Il recente libro di Salvatore Settis denuncia i rischi che corre il patrimonio storico e artistico italiano per effetto di un’attività legislativa concettualmente confusa, dominata da slogan improvvisati e frettolosa nella stesura. Il tono aspro è quello di una requisitoria, ma le questioni poste da Settis meritano una riflessione approfondita da parte del Governo e del Parlamento.
I rilievi di Settis investono in primo luogo alcune norme varate dall’attuale maggioranza, fra cui due in particolare: l’articolo 33 della legge finanziaria per il 2002, che prevede la possibilità di affidare la gestione dei “servizi di fruizione pubblica” dei beni culturali a “soggetti diversi dallo Stato”, fra cui i privati; la legge 15 giugno 2002, n. 112, che istituisce le società Patrimonio Spa e Infrastrutture Spa alle quali possono essere trasferiti, per essere eventualmente alienati, dati in concessione e comunque utilizzati da un punto di vista economico, tutti i beni dello Stato, con il solo vincolo, per i beni di “particolare” valore artistico e storico, dell’assenso del ministro per i Beni e le attività culturali (dove - fra l’altro - non si capisce che cosa renda “particolare” il valore artistico e storico di un bene culturale e chi sia chiamato ad attribuirgli questa caratteristica).
Settis osserva, tuttavia, che le norme varate dall’attuale maggioranza si iscrivono in una linea di tendenza ben presente fin dall’inizio degli anni 90 e cita, fra i vari provvedimenti: una legge del ministro Ronchey (n. 4 del 1993), la legge costituzionale n. 59 del 1997, un decreto legislativo del ministro Veltroni (n. 112 del 1998) che rendeva possibile il trasferimento a Regioni ed enti locali della gestione e valorizzazione dei beni culturali, e infine la legge costituzionale del 2001 che riscrive l’articolo 118 della Costituzione e prevede “forme di intesa e coordinamento [fra Stato e Regioni] nella materia della tutela dei beni culturali”.
“Lo Stato - scrive amaramente Settis - ha cominciato a cedere terreno, quasi contemporaneamente, su due fronti.

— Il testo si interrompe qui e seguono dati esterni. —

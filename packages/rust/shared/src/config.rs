//! Application configuration for Corpusync.
//!
//! User config lives at `~/.corpusync/corpusync.toml`.
//! CLI flags override config file values, which override defaults.

use std::path::{Path, PathBuf};

use serde::{Deserialize, Serialize};

use crate::error::{Result, SyncError};

/// Default configuration file name.
const CONFIG_FILE_NAME: &str = "corpusync.toml";

/// Default config directory name under the user's home.
const CONFIG_DIR_NAME: &str = ".corpusync";

// ---------------------------------------------------------------------------
// Config structs (matching corpusync.toml schema)
// ---------------------------------------------------------------------------

/// Top-level application config, deserialized from TOML.
#[derive(Debug, Clone, Default, Serialize, Deserialize)]
pub struct AppConfig {
    /// Remote store connection and reconcile tuning.
    #[serde(default)]
    pub store: StoreConfig,

    /// Upstream fetch retry policy.
    #[serde(default)]
    pub retry: RetryConfig,

    /// Structured open-data endpoints.
    #[serde(default)]
    pub api_sources: Vec<ApiSourceConfig>,

    /// HTML listing / single-page sources.
    #[serde(default)]
    pub web_sources: Vec<WebSourceConfig>,

    /// Calendar sites (events arrive through the fetcher boundary).
    #[serde(default)]
    pub calendar_sources: Vec<CalendarSourceConfig>,
}

/// `[store]` section.
#[derive(Debug, Clone, Serialize, Deserialize)]
pub struct StoreConfig {
    /// Store resource name, e.g. `fileSearchStores/abc123`.
    #[serde(default)]
    pub name: String,

    /// Base URL of the store API.
    #[serde(default = "default_store_base_url")]
    pub base_url: String,

    /// Name of the env var holding the API key (never store the key itself).
    #[serde(default = "default_api_key_env")]
    pub api_key_env: String,

    /// Seconds between polls of a pending ingest operation.
    #[serde(default = "default_poll_interval")]
    pub poll_interval_secs: u64,

    /// Per-chunk budget for an ingest operation to report done.
    #[serde(default = "default_max_wait")]
    pub max_wait_secs: u64,

    /// Width of the bounded upload worker pool.
    #[serde(default = "default_upload_workers")]
    pub upload_workers: usize,

    /// Pause between the delete phase and the first upload.
    #[serde(default = "default_delete_settle")]
    pub delete_settle_secs: u64,
}

impl Default for StoreConfig {
    fn default() -> Self {
        Self {
            name: String::new(),
            base_url: default_store_base_url(),
            api_key_env: default_api_key_env(),
            poll_interval_secs: default_poll_interval(),
            max_wait_secs: default_max_wait(),
            upload_workers: default_upload_workers(),
            delete_settle_secs: default_delete_settle(),
        }
    }
}

fn default_store_base_url() -> String {
    "https://generativelanguage.googleapis.com/v1beta".into()
}
fn default_api_key_env() -> String {
    "GEMINI_API_KEY".into()
}
fn default_poll_interval() -> u64 {
    1
}
fn default_max_wait() -> u64 {
    120
}
fn default_upload_workers() -> usize {
    5
}
fn default_delete_settle() -> u64 {
    2
}

/// `[retry]` section — applies to upstream fetches, not store calls.
#[derive(Debug, Clone, Serialize, Deserialize)]
pub struct RetryConfig {
    /// Total attempts before the fetch is surfaced as failed.
    #[serde(default = "default_attempts")]
    pub attempts: u32,

    /// Fixed delay between attempts.
    #[serde(default = "default_retry_delay")]
    pub delay_secs: u64,
}

impl Default for RetryConfig {
    fn default() -> Self {
        Self {
            attempts: default_attempts(),
            delay_secs: default_retry_delay(),
        }
    }
}

fn default_attempts() -> u32 {
    3
}
fn default_retry_delay() -> u64 {
    2
}

/// `[[api_sources]]` entry — one structured open-data endpoint.
#[derive(Debug, Clone, Serialize, Deserialize)]
pub struct ApiSourceConfig {
    /// Basename for the source's chunk files.
    pub name: String,
    /// Endpoint URL.
    pub url: String,
    /// Env var holding the service key, if the endpoint needs one.
    #[serde(default)]
    pub key_env: Option<String>,
    /// Records per chunk file.
    #[serde(default = "default_api_batch_size")]
    pub batch_size: usize,
}

fn default_api_batch_size() -> usize {
    100
}

/// `[[web_sources]]` entry — a listing board or a single content page.
#[derive(Debug, Clone, Serialize, Deserialize)]
pub struct WebSourceConfig {
    pub name: String,
    pub url: String,

    /// `list` (paginated board with detail links) or `single`.
    #[serde(default = "default_web_kind")]
    pub kind: String,

    /// Substring a detail-page href must contain (list sources).
    #[serde(default)]
    pub link_pattern: String,

    /// CSS selector for the content region of a detail page.
    #[serde(default)]
    pub content_selector: Option<String>,

    /// CSS selectors removed from the content region before extraction.
    #[serde(default)]
    pub remove_selectors: Vec<String>,

    /// Pagination settings for list sources.
    #[serde(default)]
    pub pagination: Option<PaginationConfig>,

    /// Records per chunk file.
    #[serde(default = "default_web_batch_size")]
    pub batch_size: usize,

    /// Words per chunk for single-page sources.
    #[serde(default = "default_chunk_words")]
    pub chunk_words: usize,

    /// Trailing words carried into the next chunk for context.
    #[serde(default = "default_overlap_words")]
    pub overlap_words: usize,
}

fn default_web_kind() -> String {
    "single".into()
}
fn default_web_batch_size() -> usize {
    40
}
fn default_chunk_words() -> usize {
    500
}
fn default_overlap_words() -> usize {
    50
}

/// Pagination block for listing sources. The recent window reads pages
/// `1..=daily_limit`; the full archive reads `daily_limit+1..=end_page`.
#[derive(Debug, Clone, Serialize, Deserialize)]
pub struct PaginationConfig {
    /// Query parameter carrying the page number.
    #[serde(default = "default_page_param")]
    pub param: String,
    /// Last page of the full archive.
    pub end_page: u32,
    /// Pages covered by a recent-window run.
    #[serde(default = "default_daily_limit")]
    pub daily_limit: u32,
}

fn default_page_param() -> String {
    "nPage".into()
}
fn default_daily_limit() -> u32 {
    3
}

/// `[[calendar_sources]]` entry — a JavaScript-rendered calendar site.
/// Crawling happens in an external collaborator; the pipeline consumes its
/// events and owns the per-period replace.
#[derive(Debug, Clone, Serialize, Deserialize)]
pub struct CalendarSourceConfig {
    /// Site name; sanitized into the chunk filename prefix.
    pub site_name: String,
    pub url: String,
    /// Months a full-archive run walks through.
    #[serde(default = "default_months")]
    pub months_to_collect: u32,
    /// Months a recent-window run walks through.
    #[serde(default = "default_recent_months")]
    pub recent_months: u32,

    /// File where the external crawler drops its event export (JSON array of
    /// events). The pipeline reads events from here rather than driving a
    /// browser itself.
    #[serde(default)]
    pub events_file: Option<PathBuf>,
}

fn default_months() -> u32 {
    12
}
fn default_recent_months() -> u32 {
    3
}

impl CalendarSourceConfig {
    /// Month count for the given fetch window.
    pub fn months_for(&self, window: crate::types::FetchWindow) -> u32 {
        match window {
            crate::types::FetchWindow::Recent => self.recent_months,
            crate::types::FetchWindow::FullArchive => self.months_to_collect,
        }
    }
}

// ---------------------------------------------------------------------------
// Config loading
// ---------------------------------------------------------------------------

/// Get the path to the config directory (`~/.corpusync/`).
pub fn config_dir() -> Result<PathBuf> {
    let home = dirs::home_dir()
        .ok_or_else(|| SyncError::config("could not determine home directory"))?;
    Ok(home.join(CONFIG_DIR_NAME))
}

/// Get the path to the config file (`~/.corpusync/corpusync.toml`).
pub fn config_file_path() -> Result<PathBuf> {
    Ok(config_dir()?.join(CONFIG_FILE_NAME))
}

/// Load the application config from disk. Returns defaults if the file does not exist.
pub fn load_config() -> Result<AppConfig> {
    let path = config_file_path()?;

    if !path.exists() {
        tracing::debug!(?path, "config file not found, using defaults");
        return Ok(AppConfig::default());
    }

    load_config_from(&path)
}

/// Load the application config from a specific file path.
pub fn load_config_from(path: &Path) -> Result<AppConfig> {
    let content = std::fs::read_to_string(path).map_err(|e| SyncError::io(path, e))?;

    toml::from_str(&content)
        .map_err(|e| SyncError::config(format!("failed to parse {}: {e}", path.display())))
}

/// Create the config directory and write a default config file.
/// Returns the path to the created file.
pub fn init_config() -> Result<PathBuf> {
    let dir = config_dir()?;
    std::fs::create_dir_all(&dir).map_err(|e| SyncError::io(&dir, e))?;

    let path = dir.join(CONFIG_FILE_NAME);
    let config = AppConfig::default();
    let content =
        toml::to_string_pretty(&config).map_err(|e| SyncError::config(e.to_string()))?;

    std::fs::write(&path, content).map_err(|e| SyncError::io(&path, e))?;
    tracing::info!(?path, "created default config file");

    Ok(path)
}

/// Check that the store is configured and its API key env var is set.
pub fn validate_store(config: &AppConfig) -> Result<()> {
    if config.store.name.is_empty() {
        return Err(SyncError::config(
            "store.name is empty — set it to your file search store resource name",
        ));
    }

    let var_name = &config.store.api_key_env;
    match std::env::var(var_name) {
        Ok(val) if !val.is_empty() => Ok(()),
        _ => Err(SyncError::config(format!(
            "store API key not found. Set the {var_name} environment variable."
        ))),
    }
}

#[cfg(test)]
mod tests {
    use super::*;
    use crate::types::FetchWindow;

    #[test]
    fn default_config_serializes() {
        let config = AppConfig::default();
        let toml_str = toml::to_string_pretty(&config).expect("serialize default config");
        assert!(toml_str.contains("poll_interval_secs"));
        assert!(toml_str.contains("GEMINI_API_KEY"));
    }

    #[test]
    fn config_roundtrip() {
        let config = AppConfig::default();
        let toml_str = toml::to_string_pretty(&config).expect("serialize");
        let parsed: AppConfig = toml::from_str(&toml_str).expect("deserialize");
        assert_eq!(parsed.store.max_wait_secs, 120);
        assert_eq!(parsed.store.upload_workers, 5);
        assert_eq!(parsed.retry.attempts, 3);
    }

    #[test]
    fn config_with_sources() {
        let toml_str = r#"
[store]
name = "fileSearchStores/abc123"

[[api_sources]]
name = "book"
url = "https://data.example.org/openapi/book"
key_env = "BOOK_KEY"

[[web_sources]]
name = "parknews"
url = "https://example.org/board?bid=0045"
kind = "list"
link_pattern = "act=view"

[web_sources.pagination]
end_page = 135
daily_limit = 3

[[calendar_sources]]
site_name = "Concert"
url = "https://example.org/events"
"#;
        let config: AppConfig = toml::from_str(toml_str).expect("parse");
        assert_eq!(config.api_sources.len(), 1);
        assert_eq!(config.api_sources[0].batch_size, 100);
        assert_eq!(config.web_sources[0].batch_size, 40);
        let pagination = config.web_sources[0].pagination.as_ref().unwrap();
        assert_eq!(pagination.param, "nPage");
        assert_eq!(pagination.end_page, 135);
        assert_eq!(config.calendar_sources[0].months_to_collect, 12);
    }

    #[test]
    fn calendar_months_follow_window() {
        let cal = CalendarSourceConfig {
            site_name: "Concert".into(),
            url: "https://example.org/events".into(),
            months_to_collect: 12,
            recent_months: 3,
            events_file: None,
        };
        assert_eq!(cal.months_for(FetchWindow::Recent), 3);
        assert_eq!(cal.months_for(FetchWindow::FullArchive), 12);
    }

    #[test]
    fn store_validation_requires_name() {
        let config = AppConfig::default();
        let result = validate_store(&config);
        assert!(result.is_err());
        assert!(result.unwrap_err().to_string().contains("store.name"));
    }
}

Da un lato, predisponendo devoluzioni riluttanti e parziali alle Regioni e agli enti locali, e dall’altro aprendo le braccia ai privati (...). La tutela del patrimonio si avventura così, destinata a sicuro naufragio, in una sorta di “triangolo delle Bermude”, fra Stato, Regioni e privati” (pag. 108). Aggiunge che tutto questo riflette “un profondo mutamento di cultura istituzionale e civile che ha coinvolto ministri “di destra” e “di sinistra” (...) senza sostanziali soluzioni di continuità” (pag. 5) e conclude che “i distruttori della propria memoria storica (...) siamo tutti noi, se non riusciremo a provocare una riflessione istituzionale, un’inversione di tendenza” (pag. 6).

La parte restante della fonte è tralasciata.